Have you ever thought that you can make your own, healthier version of pasta? I think, it is a great option for a change, when you are already bored with your cooking, also it is much healthier and it is so colourful and easy to prepare.

I have got a special tool called spiralizer which makes my root vegetables a pasta ! If you have none, you can try to use the simple vegetable peeler to make a stripes from it, however the spiralizer is much quicker and you got a perfect vegetable pasta in different shapes and sizes.  Mine is power less , so I can use it wherever I can. You can use carrots, beets, potatoes, pumpkin, parsley, celery, sweet potato, aubergine and many more to make your own pasta! Try my option:

Get ready: (2 servings)

  • 2 medium courgettes (spiralized)
  • 1 mascarpone cheese
  • 1 medium onion chopped
  • two handfuls of frozen peas
  • 1tbs coconut oil
  • Himalayan Salt
  • Ground Pepper
  • Basil Leaves (optional)

Prepare the courgette pasta and leave on the side. Preheat the sauce pan with coconut oil, throw the onion and fry for 3-5 minutes on medium heat until golden.
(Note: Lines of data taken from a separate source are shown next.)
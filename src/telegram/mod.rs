//! Telegram platform adapter.
//!
//! The rest of the gateway only sees the [`Gateway`] trait — drafts, final
//! messages, documents, and downloads — so turns are testable without the
//! network. [`gateway::TelegramGateway`] is the teloxide-backed
//! implementation; [`inbound`] owns the update dispatcher and the command
//! surface.

pub mod gateway;
pub mod inbound;

pub use gateway::{Destination, Gateway, ParseMode, SendError, TelegramGateway};
pub use inbound::{run_dispatcher, Attachment, InboundMessage};
//! ACP driver — one subprocess, one protocol state machine.
//!
//! The driver owns the agent's stdio. A writer task serialises outbound
//! frames from an [`mpsc`] channel onto stdin; a reader task demultiplexes
//! stdout into three routes:
//!
//! - responses are delivered to the pending caller via a map of
//!   request id → one-shot channel,
//! - `session/request_permission` requests are answered inline so the agent
//!   never blocks waiting for a reply,
//! - `session/update` notifications are queued for the prompt consumer.
//!
//! Requests are serialized by the caller (one outstanding prompt per
//! worker), so all typed operations take `&mut self`. On process exit or a
//! fatal wire violation the driver transitions to [`DriverState::Dead`],
//! every pending waiter resolves with `ConnectionLost`, and the pool removes
//! the slot.

use std::collections::HashMap;
use std::sync::atomic::{AtomicBool, Ordering};
use std::sync::Arc;
use std::time::Duration;

use futures_util::StreamExt;
use serde_json::{json, Value};
use tokio::io::{AsyncRead, AsyncWrite, AsyncWriteExt};
use tokio::sync::{mpsc, oneshot, Mutex};
use tokio::task::JoinHandle;
use tokio_util::codec::FramedRead;
use tokio_util::sync::CancellationToken;
use tracing::{debug, info, warn};

use crate::acp::codec::FrameCodec;
use crate::acp::spawn::{self, AgentProcess, SpawnConfig};
use crate::acp::wire::{self, InboundFrame, RpcError, SessionUpdate};
use crate::{AppError, Result};

/// Bound on the initialize exchange.
const INIT_TIMEOUT: Duration = Duration::from_secs(30);
/// Bound on session/new and session/load; the agent may cold-start its own
/// storage on these.
const SESSION_TIMEOUT: Duration = Duration::from_secs(60);
/// Bound on session/set_model.
const SET_MODEL_TIMEOUT: Duration = Duration::from_secs(10);
/// Bound on the agent acknowledging a cancelled prompt.
const CANCEL_DRAIN_TIMEOUT: Duration = Duration::from_secs(10);

/// Driver lifecycle states.
#[derive(Debug, Clone, Copy, PartialEq, Eq)]
pub enum DriverState {
    /// Spawned, initialize not yet exchanged.
    Idle,
    /// Initialize in flight.
    Initializing,
    /// Initialized, no prompt outstanding.
    Ready,
    /// A prompt is in flight.
    Busy,
    /// Process exited or the wire is broken. Terminal.
    Dead,
}

/// Events surfaced to the prompt consumer.
#[derive(Debug, Clone, PartialEq, Eq)]
pub enum TurnEvent {
    /// Incremental agent text.
    Chunk(String),
    /// The turn completed.
    Ended {
        /// Agent-reported stop reason, e.g. `end_turn` or `cancelled`.
        stop_reason: String,
    },
}

/// A `session/update` routed to the notification queue.
#[derive(Debug)]
struct Notification {
    session_id: Option<String>,
    update: SessionUpdate,
}

type PendingMap = Arc<Mutex<HashMap<u64, oneshot::Sender<std::result::Result<Value, RpcError>>>>>;

/// Driver for one agent subprocess.
#[derive(Debug)]
pub struct AgentDriver {
    label: String,
    state: DriverState,
    next_id: u64,
    writer_tx: mpsc::Sender<Value>,
    notif_rx: mpsc::UnboundedReceiver<Notification>,
    pending: PendingMap,
    dead: Arc<AtomicBool>,
    turn_cancelled: Arc<AtomicBool>,
    server_capabilities: Option<Value>,
    process: Option<AgentProcess>,
    cancel: CancellationToken,
    reader_task: JoinHandle<()>,
    writer_task: JoinHandle<()>,
}
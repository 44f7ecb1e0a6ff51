//! Unit tests for the stream adaptor: draft throttling, the sliding
//! window, and finalization.

use std::path::Path;
use std::sync::atomic::{AtomicBool, Ordering};
use std::sync::{Arc, Mutex};
use std::time::Duration;

use agent_switchboard::stream::{extract_file_tags, StreamAdaptor, DRAFT_WINDOW};
use agent_switchboard::telegram::gateway::{Destination, Gateway, ParseMode, SendError};

// ── Recording gateway ───────────────────────────────────────────────────────

#[derive(Debug, Clone, PartialEq, Eq)]
enum Call {
    Draft { draft_id: i64, text: String },
    Message { text: String, mode: ParseMode },
    Document { path: String },
}

#[derive(Default)]
struct RecordingGateway {
    calls: Mutex<Vec<Call>>,
    fail_html: AtomicBool,
    next_draft_error: Mutex<Option<SendError>>,
}

impl RecordingGateway {
    fn calls(&self) -> Vec<Call> {
        self.calls.lock().expect("lock").clone()
    }

    fn drafts(&self) -> Vec<String> {
        self.calls()
            .into_iter()
            .filter_map(|c| match c {
                Call::Draft { text, .. } => Some(text),
                _ => None,
            })
            .collect()
    }

    fn messages(&self) -> Vec<(String, ParseMode)> {
        self.calls()
            .into_iter()
            .filter_map(|c| match c {
                Call::Message { text, mode } => Some((text, mode)),
                _ => None,
            })
            .collect()
    }
}

impl Gateway for RecordingGateway {
    fn send_draft<'a>(
        &'a self,
        _dest: Destination,
        draft_id: i64,
        text: &'a str,
        _mode: ParseMode,
    ) -> std::pin::Pin<
        Box<dyn std::future::Future<Output = std::result::Result<(), SendError>> + Send + 'a>,
    > {
        Box::pin(async move {
            self.calls.lock().expect("lock").push(Call::Draft {
                draft_id,
                text: text.to_owned(),
            });
            if let Some(err) = self.next_draft_error.lock().expect("lock").take() {
                return Err(err);
            }
            Ok(())
        })
    }

    fn send_message<'a>(
        &'a self,
        _dest: Destination,
        text: &'a str,
        mode: ParseMode,
    ) -> std::pin::Pin<
        Box<dyn std::future::Future<Output = std::result::Result<(), SendError>> + Send + 'a>,
    > {
        Box::pin(async move {
            self.calls.lock().expect("lock").push(Call::Message {
                text: text.to_owned(),
                mode,
            });
            if mode == ParseMode::Html && self.fail_html.load(Ordering::SeqCst) {
                return Err(SendError::BadMarkup("can't parse entities".into()));
            }
            Ok(())
        })
    }

    fn send_document<'a>(
        &'a self,
        _dest: Destination,
        path: &'a Path,
        _caption: Option<&'a str>,
    ) -> std::pin::Pin<
        Box<dyn std::future::Future<Output = std::result::Result<(), SendError>> + Send + 'a>,
    > {
        Box::pin(async move {
            self.calls.lock().expect("lock").push(Call::Document {
                path: path.display().to_string(),
            });
            Ok(())
        })
    }

    fn download<'a>(
        &'a self,
        _file_id: &'a str,
        _dest_path: &'a Path,
    ) -> std::pin::Pin<
        Box<dyn std::future::Future<Output = std::result::Result<(), SendError>> + Send + 'a>,
    > {
        Box::pin(async move { Ok(()) })
    }
}

fn dest() -> Destination {
    Destination {
        chat_id: 1,
        topic_id: None,
    }
}

// ── Tag extraction ──────────────────────────────────────────────────────────

#[test]
fn extract_single_tag() {
    let (text, files) =
        extract_file_tags("done <send_file path=\"out/a.txt\">the result</send_file>");
    assert_eq!(files.len(), 1);
    assert_eq!(files[0].path, "out/a.txt");
    assert_eq!(files[0].description, "the result");
    assert!(!text.contains("send_file"));
}

#[test]
fn extract_tag_with_multiline_description() {
    let (_, files) =
        extract_file_tags("<send_file path=\"a.bin\">line one\nline two</send_file>");
    assert_eq!(files[0].description, "line one\nline two");
}

#[test]
fn extract_multiple_tags_in_order() {
    let input = "<send_file path=\"a\">1</send_file> mid <send_file path=\"b\">2</send_file>";
    let (text, files) = extract_file_tags(input);
    assert_eq!(files.len(), 2);
    assert_eq!(files[0].path, "a");
    assert_eq!(files[1].path, "b");
    assert_eq!(text.trim(), "mid");
}

#[test]
fn no_tags_leaves_text_untouched() {
    let (text, files) = extract_file_tags("nothing to send here");
    assert!(files.is_empty());
    assert_eq!(text, "nothing to send here");
}

// ── Draft throttling ────────────────────────────────────────────────────────

#[tokio::test(start_paused = true)]
async fn first_chunk_sends_a_draft_immediately() {
    let gateway = Arc::new(RecordingGateway::default());
    let mut adaptor = StreamAdaptor::new(gateway.clone(), dest());

    adaptor.push_chunk("hello").await;
    assert_eq!(gateway.drafts(), vec!["hello".to_owned()]);
}

#[tokio::test(start_paused = true)]
async fn chunks_within_the_interval_are_throttled() {
    let gateway = Arc::new(RecordingGateway::default());
    let mut adaptor = StreamAdaptor::new(gateway.clone(), dest());

    adaptor.push_chunk("a").await;
    adaptor.push_chunk("b").await;
    adaptor.push_chunk("c").await;
    assert_eq!(gateway.drafts(), vec!["a".to_owned()], "only the first send passes");

    tokio::time::advance(Duration::from_millis(150)).await;
    adaptor.push_chunk("d").await;
    assert_eq!(
        gateway.drafts(),
        vec!["a".to_owned(), "abcd".to_owned()],
        "the next send carries the whole buffer"
    );
}

#[tokio::test(start_paused = true)]
async fn draft_updates_reuse_one_draft_id() {
    let gateway = Arc::new(RecordingGateway::default());
    let mut adaptor = StreamAdaptor::new(gateway.clone(), dest());
    let expected = adaptor.draft_id();
    assert!(expected > 0, "draft ids are positive");

    adaptor.push_chunk("a").await;
    tokio::time::advance(Duration::from_millis(150)).await;
    adaptor.push_chunk("b").await;

    for call in gateway.calls() {
        if let Call::Draft { draft_id, .. } = call {
            assert_eq!(draft_id, expected);
        }
    }
}

#[tokio::test(start_paused = true)]
async fn rate_limit_pushes_the_next_attempt_past_the_hint() {
    let gateway = Arc::new(RecordingGateway::default());
    *gateway.next_draft_error.lock().expect("lock") = Some(SendError::RateLimited {
        retry_after: Duration::from_secs(2),
    });
    let mut adaptor = StreamAdaptor::new(gateway.clone(), dest());

    adaptor.push_chunk("a").await;
    assert_eq!(gateway.drafts().len(), 1, "the rate-limited attempt");

    tokio::time::advance(Duration::from_millis(500)).await;
    adaptor.push_chunk("b").await;
    assert_eq!(
        gateway.drafts().len(),
        1,
        "inside the hinted backoff no attempt is made"
    );

    tokio::time::advance(Duration::from_secs(2)).await;
    adaptor.push_chunk("c").await;
    assert_eq!(gateway.drafts().len(), 2, "past the hint sends resume");
}

#[tokio::test(start_paused = true)]
async fn long_buffer_windows_to_the_tail_with_ellipsis() {
    let gateway = Arc::new(RecordingGateway::default());
    let mut adaptor = StreamAdaptor::new(gateway.clone(), dest());

    let long = "x".repeat(DRAFT_WINDOW + 500);
    adaptor.push_chunk(&long).await;

    let drafts = gateway.drafts();
    let window = drafts.first().expect("one draft");
    assert!(window.starts_with("\u{2026}\n"));
    assert_eq!(window.len(), DRAFT_WINDOW + "\u{2026}\n".len());
}

// ── Cancel ──────────────────────────────────────────────────────────────────

#[tokio::test(start_paused = true)]
async fn cancelled_adaptor_ignores_chunks_and_finalizes_to_nothing() {
    let gateway = Arc::new(RecordingGateway::default());
    let mut adaptor = StreamAdaptor::new(gateway.clone(), dest());

    adaptor.push_chunk("partial").await;
    adaptor.cancel();
    adaptor.push_chunk(" more").await;
    assert_eq!(adaptor.buffer(), "partial", "chunks after cancel are dropped");

    let files = adaptor.finalize().await;
    assert!(files.is_empty());
    // The partial draft stays; no ellipsis, no final message.
    assert_eq!(gateway.drafts(), vec!["partial".to_owned()]);
    assert!(gateway.messages().is_empty());
}

// ── Finalization ────────────────────────────────────────────────────────────

#[tokio::test(start_paused = true)]
async fn empty_buffer_finalizes_to_nothing() {
    let gateway = Arc::new(RecordingGateway::default());
    let adaptor = StreamAdaptor::new(gateway.clone(), dest());
    let files = adaptor.finalize().await;
    assert!(files.is_empty());
    assert!(gateway.calls().is_empty());
}

#[tokio::test(start_paused = true)]
async fn finalize_sends_ellipsis_draft_then_converted_message() {
    let gateway = Arc::new(RecordingGateway::default());
    let mut adaptor = StreamAdaptor::new(gateway.clone(), dest());

    adaptor.push_chunk("Hello **world**").await;
    let files = adaptor.finalize().await;
    assert!(files.is_empty());

    let drafts = gateway.drafts();
    assert_eq!(drafts.last().expect("closing draft"), "\u{2026}");

    let messages = gateway.messages();
    assert_eq!(messages.len(), 1);
    assert_eq!(messages[0].1, ParseMode::Html);
    assert!(messages[0].0.contains("<b>world</b>"));
}

#[tokio::test(start_paused = true)]
async fn finalize_strips_file_tags_before_conversion() {
    let gateway = Arc::new(RecordingGateway::default());
    let mut adaptor = StreamAdaptor::new(gateway.clone(), dest());

    adaptor
        .push_chunk("Here you go <send_file path=\"out.txt\">the output</send_file> done")
        .await;
    let files = adaptor.finalize().await;

    assert_eq!(files.len(), 1);
    assert_eq!(files[0].path, "out.txt");
    let (text, _) = &gateway.messages()[0];
    assert!(!text.contains("send_file"));
    assert!(!text.contains("the output"));
}

#[tokio::test(start_paused = true)]
async fn tag_only_buffer_skips_the_text_send() {
    let gateway = Arc::new(RecordingGateway::default());
    let mut adaptor = StreamAdaptor::new(gateway.clone(), dest());

    adaptor
        .push_chunk("<send_file path=\"only.bin\">binary</send_file>")
        .await;
    let files = adaptor.finalize().await;

    assert_eq!(files.len(), 1);
    assert!(gateway.messages().is_empty(), "no empty text message");
}

#[tokio::test(start_paused = true)]
async fn rejected_markup_is_retried_once_as_plain_text() {
    let gateway = Arc::new(RecordingGateway::default());
    gateway.fail_html.store(true, Ordering::SeqCst);
    let mut adaptor = StreamAdaptor::new(gateway.clone(), dest());

    adaptor.push_chunk("some **bold** text").await;
    adaptor.finalize().await;

    let messages = gateway.messages();
    assert_eq!(messages.len(), 2, "one HTML attempt, one plain retry");
    assert_eq!(messages[0].1, ParseMode::Html);
    assert_eq!(messages[1].1, ParseMode::Plain);
    assert_eq!(messages[0].0, messages[1].0, "the same segment is retried");
}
Throw in the mascarpone cheese, let it melt for 4-6 minutes, yo may add 3-4 spoons of water if the mascarpone is too thick. Season well with salt and pepper and add frozen peas. Heat it for the next 4-6 minutes , try for taste, add more salt and pepper if needed. If the mixture gets too tick, add 20-40 ml of water , stir in and cook for 2-3 minutes.

Pasta: Throw in the courgette pasta into boiling water and boil for 2-3 minutes. Do not over cook . Keep it al dente.

Serve with fresh basil leaves.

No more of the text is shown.